* _WORK TASK_
Below are the records; collect from them each line containing the string "Receiver".

* _DATASET_
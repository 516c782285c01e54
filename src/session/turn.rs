//! Sequential turn management for one call.
//!
//! All caller utterances funnel through one bounded channel into this
//! loop, so turns are strictly FIFO with at most one in flight. Replies
//! play to completion before the next utterance is taken; there is no
//! barge-in. An idle window with no completed utterance ends the call.

use std::sync::Arc;
use std::time::Duration;

use tokio::sync::mpsc;
use tokio::time::MissedTickBehavior;
use tracing::{debug, info, warn};

use super::{CallSession, Utterance};
use crate::core::audio::{
    FRAME_DURATION_MS, SYNTHESIZER_SAMPLE_RATE, frame_for_transport, silence, to_transport_format,
};
use crate::core::tts::BaseTts;
use crate::services::agent::{AgentClient, AgentRequest};

/// Played in place of a reply when synthesis fails and no pre-rendered
/// fallback asset is configured; keeps the playback timeline intact.
const SILENCE_FALLBACK_MS: u64 = 300;

/// Work items for the turn loop, in arrival order.
#[derive(Debug, PartialEq)]
pub enum TurnInput {
    /// A completed caller utterance needing an agent reply.
    Utterance(Utterance),
    /// Text to speak as-is, without consulting the agent. Used for the
    /// opening greeting.
    Announce(String),
}

/// Audio events for the transport sender, already in transport framing.
#[derive(Debug, PartialEq)]
pub enum OutboundAudio {
    /// One 20 ms mu-law frame.
    Frame(Vec<u8>),
    /// Playback checkpoint with a correlation name.
    Mark(String),
    /// Discard whatever the carrier has buffered but not yet played.
    Clear,
}

/// Why the turn loop stopped.
#[derive(Debug, PartialEq, Eq)]
pub enum TurnExit {
    /// No completed utterance within the idle window.
    Idle,
    /// The session was cancelled from outside. An in-flight turn is
    /// abandoned; a late agent reply is discarded, not recorded.
    Cancelled,
    /// The input channel closed (media stream ended).
    ChannelClosed,
}

pub struct TurnManager {
    session: Arc<CallSession>,
    agent: AgentClient,
    tts: Arc<dyn BaseTts>,
    outbound: mpsc::Sender<OutboundAudio>,
    fallback_text: String,
    /// Pre-rendered mu-law audio played when synthesis itself fails.
    fallback_audio: Option<Vec<u8>>,
    idle_timeout: Duration,
}

impl TurnManager {
    pub fn new(
        session: Arc<CallSession>,
        agent: AgentClient,
        tts: Arc<dyn BaseTts>,
        outbound: mpsc::Sender<OutboundAudio>,
        fallback_text: String,
        fallback_audio: Option<Vec<u8>>,
        idle_timeout: Duration,
    ) -> Self {
        Self {
            session,
            agent,
            tts,
            outbound,
            fallback_text,
            fallback_audio,
            idle_timeout,
        }
    }

    /// Drive the call until cancellation, idle timeout, or channel close.
    pub async fn run(self, mut inputs: mpsc::Receiver<TurnInput>) -> TurnExit {
        loop {
            let next = tokio::select! {
                _ = self.session.cancel_token().cancelled() => return self.cancelled_exit(),
                next = tokio::time::timeout(self.idle_timeout, inputs.recv()) => next,
            };

            match next {
                Err(_) => {
                    info!(
                        "Call {} idle for {:?}, ending",
                        self.session.call_sid, self.idle_timeout
                    );
                    return TurnExit::Idle;
                }
                Ok(None) => return TurnExit::ChannelClosed,
                Ok(Some(input)) => {
                    self.session.set_turn_in_flight(true);
                    let turn = async {
                        match input {
                            TurnInput::Utterance(utterance) => self.take_turn(utterance).await,
                            TurnInput::Announce(text) => {
                                self.session.record_assistant_line(&text);
                                self.speak(&text).await;
                            }
                        }
                    };
                    // Dropping the turn future on cancel is what discards
                    // a late agent reply.
                    tokio::select! {
                        _ = self.session.cancel_token().cancelled() => {
                            self.session.set_turn_in_flight(false);
                            return self.cancelled_exit();
                        }
                        _ = turn => {}
                    }
                    self.session.set_turn_in_flight(false);
                }
            }
        }
    }

    /// A cancelled call must not keep playing frames the carrier already
    /// buffered; tell it to drop them on the way out.
    fn cancelled_exit(&self) -> TurnExit {
        let _ = self.outbound.try_send(OutboundAudio::Clear);
        TurnExit::Cancelled
    }

    async fn take_turn(&self, utterance: Utterance) {
        debug!(
            "Turn {} starting for call {}",
            utterance.seq, self.session.call_sid
        );
        self.session.record_caller_line(&utterance.text);

        let request = AgentRequest {
            call_sid: self.session.call_sid.clone(),
            course_id: self.session.course_id.clone(),
            message: utterance.text,
            caller: self.session.caller(),
            recent_conversations: self.session.recent_context(),
        };

        let reply = match self.agent.respond(&request).await {
            Ok(reply) => reply,
            Err(e) => {
                warn!(
                    "Agent reply failed for call {}: {}, using fallback",
                    self.session.call_sid, e
                );
                self.fallback_text.clone()
            }
        };

        self.session.record_assistant_line(&reply);
        self.speak(&reply).await;
    }

    /// Synthesize and play text. Synthesis failure degrades to the
    /// pre-rendered fallback asset, or silence, so the caller still hears
    /// the playback gap instead of the line going dead mid-turn.
    async fn speak(&self, text: &str) {
        let mulaw = match self.tts.synthesize(text).await {
            Ok(pcm) if pcm.is_empty() => return,
            Ok(pcm) => to_transport_format(&pcm, SYNTHESIZER_SAMPLE_RATE),
            Err(e) => {
                warn!(
                    "Synthesis failed for call {}: {}, playing fallback audio",
                    self.session.call_sid, e
                );
                self.fallback_audio
                    .clone()
                    .unwrap_or_else(|| silence(SILENCE_FALLBACK_MS))
            }
        };
        self.play_mulaw(&mulaw).await;
    }

    /// Pace one 20 ms frame per real-time tick, then mark the end.
    async fn play_mulaw(&self, mulaw: &[u8]) {
        let frames = frame_for_transport(mulaw);
        debug!(
            "Playing {} frames for call {}",
            frames.len(),
            self.session.call_sid
        );

        let mut ticker = tokio::time::interval(Duration::from_millis(FRAME_DURATION_MS));
        ticker.set_missed_tick_behavior(MissedTickBehavior::Delay);

        for frame in frames {
            tokio::select! {
                _ = self.session.cancel_token().cancelled() => return,
                _ = ticker.tick() => {
                    if self.outbound.send(OutboundAudio::Frame(frame)).await.is_err() {
                        return;
                    }
                }
            }
        }

        let mark = uuid::Uuid::new_v4().to_string();
        let _ = self.outbound.send(OutboundAudio::Mark(mark)).await;
    }
}

#[cfg(test)]
mod tests {
    use super::*;
    use crate::core::tts::{TtsConfig, TtsError, TtsResult};
    use serde_json::json;
    use wiremock::matchers::{body_partial_json, method, path};
    use wiremock::{Mock, MockServer, ResponseTemplate};

    struct StubTts {
        fail: bool,
    }

    #[async_trait::async_trait]
    impl BaseTts for StubTts {
        fn new(_config: TtsConfig) -> TtsResult<Self> {
            Ok(Self { fail: false })
        }

        async fn synthesize(&self, text: &str) -> TtsResult<Vec<u8>> {
            if self.fail {
                return Err(TtsError::NetworkError("stub failure".to_string()));
            }
            // A handful of PCM16 samples at 16 kHz, one transport frame.
            Ok(vec![0u8; text.len().max(2) * 2])
        }

        fn get_provider_info(&self) -> &'static str {
            "stub"
        }
    }

    struct Harness {
        session: Arc<CallSession>,
        inputs: mpsc::Sender<TurnInput>,
        outbound: mpsc::Receiver<OutboundAudio>,
        runner: tokio::task::JoinHandle<TurnExit>,
    }

    fn utterance(text: &str, seq: u64) -> TurnInput {
        TurnInput::Utterance(Utterance {
            text: text.to_string(),
            seq,
        })
    }

    async fn spawn_manager(agent_url: &str, tts: StubTts, idle: Duration) -> Harness {
        let session = CallSession::new("CA123".to_string(), "fox-hollow".to_string());
        let agent = AgentClient::new(agent_url.to_string(), Duration::from_secs(1)).unwrap();
        let (input_tx, input_rx) = mpsc::channel(16);
        let (outbound_tx, outbound_rx) = mpsc::channel(256);

        let manager = TurnManager::new(
            session.clone(),
            agent,
            Arc::new(tts),
            outbound_tx,
            "Could you repeat that?".to_string(),
            None,
            idle,
        );
        let runner = tokio::spawn(manager.run(input_rx));

        Harness {
            session,
            inputs: input_tx,
            outbound: outbound_rx,
            runner,
        }
    }

    async fn drain_marks(outbound: &mut mpsc::Receiver<OutboundAudio>, count: usize) -> usize {
        let mut marks = 0;
        let mut frames = 0;
        while marks < count {
            match outbound.recv().await {
                Some(OutboundAudio::Mark(_)) => marks += 1,
                Some(OutboundAudio::Frame(frame)) => {
                    assert_eq!(frame.len(), 160);
                    frames += 1;
                }
                Some(OutboundAudio::Clear) => panic!("unexpected clear during playback"),
                None => panic!("outbound channel closed early"),
            }
        }
        frames
    }

    #[tokio::test]
    async fn test_utterances_answered_in_order() {
        let server = MockServer::start().await;
        Mock::given(method("POST"))
            .and(path("/respond"))
            .and(body_partial_json(json!({"message": "first"})))
            .respond_with(ResponseTemplate::new(200).set_body_json(json!({"response": "one"})))
            .mount(&server)
            .await;
        Mock::given(method("POST"))
            .and(path("/respond"))
            .and(body_partial_json(json!({"message": "second"})))
            .respond_with(ResponseTemplate::new(200).set_body_json(json!({"response": "two"})))
            .mount(&server)
            .await;

        let mut h =
            spawn_manager(&server.uri(), StubTts { fail: false }, Duration::from_secs(5)).await;
        h.inputs.send(utterance("first", 0)).await.unwrap();
        h.inputs.send(utterance("second", 1)).await.unwrap();
        drain_marks(&mut h.outbound, 2).await;

        let record = h.session.to_record();
        let texts: Vec<&str> = record.transcript.iter().map(|e| e.text.as_str()).collect();
        assert_eq!(texts, vec!["first", "one", "second", "two"]);

        h.session.cancel_token().cancel();
        assert_eq!(h.runner.await.unwrap(), TurnExit::Cancelled);
    }

    #[tokio::test]
    async fn test_agent_failure_falls_back() {
        let server = MockServer::start().await;
        Mock::given(method("POST"))
            .respond_with(ResponseTemplate::new(500))
            .mount(&server)
            .await;

        let mut h =
            spawn_manager(&server.uri(), StubTts { fail: false }, Duration::from_secs(5)).await;
        h.inputs.send(utterance("hello", 0)).await.unwrap();
        drain_marks(&mut h.outbound, 1).await;

        let record = h.session.to_record();
        assert_eq!(record.transcript[1].text, "Could you repeat that?");

        h.session.cancel_token().cancel();
        h.runner.await.unwrap();
    }

    #[tokio::test]
    async fn test_announce_skips_agent() {
        let server = MockServer::start().await;
        // No agent mock: a request would fail and pollute the transcript.
        let mut h =
            spawn_manager(&server.uri(), StubTts { fail: false }, Duration::from_secs(5)).await;
        h.inputs
            .send(TurnInput::Announce("Welcome to the course.".into()))
            .await
            .unwrap();
        drain_marks(&mut h.outbound, 1).await;

        let record = h.session.to_record();
        assert_eq!(record.transcript.len(), 1);
        assert_eq!(record.transcript[0].text, "Welcome to the course.");

        h.session.cancel_token().cancel();
        h.runner.await.unwrap();
    }

    #[tokio::test]
    async fn test_synthesis_failure_plays_silence() {
        let server = MockServer::start().await;
        Mock::given(method("POST"))
            .respond_with(ResponseTemplate::new(200).set_body_json(json!({"response": "ok"})))
            .mount(&server)
            .await;

        let mut h =
            spawn_manager(&server.uri(), StubTts { fail: true }, Duration::from_secs(5)).await;
        h.inputs.send(utterance("hi", 0)).await.unwrap();

        // 300 ms of 8 kHz silence is 15 full frames.
        let frames = drain_marks(&mut h.outbound, 1).await;
        assert_eq!(frames, 15);
        assert_eq!(h.session.transcript_len(), 2);

        h.session.cancel_token().cancel();
        h.runner.await.unwrap();
    }

    #[tokio::test]
    async fn test_cancel_discards_late_agent_reply() {
        let server = MockServer::start().await;
        Mock::given(method("POST"))
            .respond_with(
                ResponseTemplate::new(200)
                    .set_body_json(json!({"response": "too late"}))
                    .set_delay(Duration::from_millis(400)),
            )
            .mount(&server)
            .await;

        let mut h =
            spawn_manager(&server.uri(), StubTts { fail: false }, Duration::from_secs(5)).await;
        h.inputs.send(utterance("hello", 0)).await.unwrap();

        tokio::time::sleep(Duration::from_millis(100)).await;
        assert!(h.session.turn_in_flight());
        h.session.cancel_token().cancel();
        assert_eq!(h.runner.await.unwrap(), TurnExit::Cancelled);

        // The caller's words are kept; the abandoned reply is not.
        let record = h.session.to_record();
        assert_eq!(record.transcript.len(), 1);
        assert_eq!(record.transcript[0].text, "hello");
        assert!(!h.session.turn_in_flight());

        // The carrier is told to drop anything it had buffered.
        assert_eq!(h.outbound.recv().await, Some(OutboundAudio::Clear));
    }

    #[tokio::test]
    async fn test_idle_timeout_ends_loop() {
        let server = MockServer::start().await;
        let h = spawn_manager(&server.uri(), StubTts { fail: false }, Duration::from_millis(50))
            .await;
        assert_eq!(h.runner.await.unwrap(), TurnExit::Idle);
    }

    #[tokio::test]
    async fn test_channel_close_ends_loop() {
        let server = MockServer::start().await;
        let h = spawn_manager(&server.uri(), StubTts { fail: false }, Duration::from_secs(5)).await;
        drop(h.inputs);
        assert_eq!(h.runner.await.unwrap(), TurnExit::ChannelClosed);
    }
}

* _FINAL ANSWER_
    pub async fn run(self, mut inputs: mpsc::Receiver<TurnInput>) -> TurnExit {
        outbound: mpsc::Receiver<OutboundAudio>,
    async fn drain_marks(outbound: &mut mpsc::Receiver<OutboundAudio>, count: usize) -> usize {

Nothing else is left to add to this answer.